▶ _Problem_
The answer must be a single number: how many lines of the records below contain "SlotPosition".

▶ _Given records_
####################

// Copyright (c) 2025 Felix Kahle.
//
// Permission is hereby granted, free of charge, to any person obtaining
// a copy of this software and associated documentation files (the
// "Software"), to deal in the Software without restriction, including
// without limitation the rights to use, copy, modify, merge, publish,
// distribute, sublicense, and/or sell copies of the Software, and to
// permit persons to whom the Software is furnished to do so, subject to
// the following conditions:
//
// The above copyright notice and this permission notice shall be
// included in all copies or substantial portions of the Software.
//
// THE SOFTWARE IS PROVIDED "AS IS", WITHOUT WARRANTY OF ANY KIND,
// EXPRESS OR IMPLIED, INCLUDING BUT NOT LIMITED TO THE WARRANTIES OF
// MERCHANTABILITY, FITNESS FOR A PARTICULAR PURPOSE AND
// NONINFRINGEMENT. IN NO EVENT SHALL THE AUTHORS OR COPYRIGHT HOLDERS BE
// LIABLE FOR ANY CLAIM, DAMAGES OR OTHER LIABILITY, WHETHER IN AN ACTION
// OF CONTRACT, TORT OR OTHERWISE, ARISING FROM, OUT OF OR IN CONNECTION
// WITH THE SOFTWARE OR THE USE OR OTHER DEALINGS IN THE SOFTWARE.

use crate::{
    id::{BatchId, ContainerId},
    yard::{YardError, YardLayout, YardState},
};
use std::fmt::Display;
use yard_plan_core::slot::SlotPosition;

/// Batch identifier used when the command file does not provide one.
pub const DEFAULT_BATCH_ID: BatchId = BatchId::new(20260117);

#[derive(Debug, Clone, Copy, PartialEq, Eq, Hash)]
pub enum ProblemBuildError {
    DuplicateContainer(ContainerId),
    Placement(YardError),
}

impl Display for ProblemBuildError {
    fn fmt(&self, f: &mut std::fmt::Formatter<'_>) -> std::fmt::Result {
        match self {
            ProblemBuildError::DuplicateContainer(id) => {
                write!(f, "Snapshot lists {id} more than once")
            }
            ProblemBuildError::Placement(e) => write!(f, "{e}"),
        }
    }
}

impl std::error::Error for ProblemBuildError {}

impl From<YardError> for ProblemBuildError {
    fn from(e: YardError) -> Self {
        match e {
            YardError::AlreadyInYard(id) => ProblemBuildError::DuplicateContainer(id),
            other => ProblemBuildError::Placement(other),
        }
    }
}

/// A retrieval-planning instance: the initial yard plus the ordered
/// batch of target containers to bring to the workstation.
#[derive(Debug, Clone, PartialEq, Eq)]
pub struct Problem {
    yard: YardState,
    targets: Vec<ContainerId>,
    batch_id: BatchId,
}

impl Problem {
    #[inline]
    pub fn layout(&self) -> &YardLayout {
        self.yard.layout()
    }

    /// The authoritative initial yard. Simulation runs clone it and
    /// never mutate it in place.
    #[inline]
    pub fn initial_yard(&self) -> &YardState {
        &self.yard
    }

    /// Targets in command-file order; this is the baseline sequence.
    #[inline]
    pub fn targets(&self) -> &[ContainerId] {
        &self.targets
    }

    #[inline]
    pub fn batch_id(&self) -> BatchId {
        self.batch_id
    }
}

/// Builds a [`Problem`] from snapshot rows and target commands.
///
/// Snapshot rows are placed strictly: each row must land on the current
/// top of its column, which validates that the file is gravity-packed
/// in read order.
#[derive(Debug, Clone)]
pub struct ProblemBuilder {
    yard: YardState,
    targets: Vec<ContainerId>,
    batch_id: BatchId,
}

impl ProblemBuilder {
    pub fn new(layout: YardLayout) -> Self {
        ProblemBuilder {
            yard: YardState::empty(layout),
            targets: Vec::new(),
            batch_id: DEFAULT_BATCH_ID,
        }
    }

    pub fn add_container(
        &mut self,
        id: ContainerId,
        position: SlotPosition,
    ) -> Result<(), ProblemBuildError> {
        self.yard.place(id, position)?;
        Ok(())
    }

    /// Queues `id` for retrieval. Targets referencing containers that
    /// are not in the yard are skipped; the return value reports
    /// whether the target was accepted.
    pub fn add_target(&mut self, id: ContainerId) -> bool {
        if self.yard.position_of(id).is_none() {
            return false;
        }
        self.targets.push(id);
        true
    }

    pub fn batch_id(&mut self, batch_id: BatchId) -> &mut Self {
        self.batch_id = batch_id;
        self
    }

    pub fn build(self) -> Problem {
        Problem {
            yard: self.yard,
            targets: self.targets,
            batch_id: self.batch_id,
        }
    }
}

#[cfg(test)]
mod tests {
    use super::*;

    fn builder() -> ProblemBuilder {
        ProblemBuilder::new(YardLayout::new(1, 2, 2, 4).unwrap())
    }

    #[test]
    fn duplicate_snapshot_rows_are_rejected() {
        let mut b = builder();
        b.add_container(ContainerId::new(1), SlotPosition::new(0, 0, 0))
            .unwrap();
        assert_eq!(
            b.add_container(ContainerId::new(1), SlotPosition::new(0, 1, 0)),
            Err(ProblemBuildError::DuplicateContainer(ContainerId::new(1)))
        );
    }

    #[test]
    fn non_packed_snapshot_rows_are_rejected() {
        let mut b = builder();
        let err = b
            .add_container(ContainerId::new(1), SlotPosition::new(0, 0, 1))
            .unwrap_err();
        assert!(matches!(err, ProblemBuildError::Placement(_)));
    }

    #[test]
    fn absent_targets_are_skipped() {
        let mut b = builder();
        b.add_container(ContainerId::new(1), SlotPosition::new(0, 0, 0))
            .unwrap();
        assert!(b.add_target(ContainerId::new(1)));
        assert!(!b.add_target(ContainerId::new(2)));

        let problem = b.build();
        assert_eq!(problem.targets(), &[ContainerId::new(1)]);
        assert_eq!(problem.batch_id(), DEFAULT_BATCH_ID);
        assert_eq!(problem.initial_yard().len(), 1);
    }
}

####################

▶ _Exercise answer_
6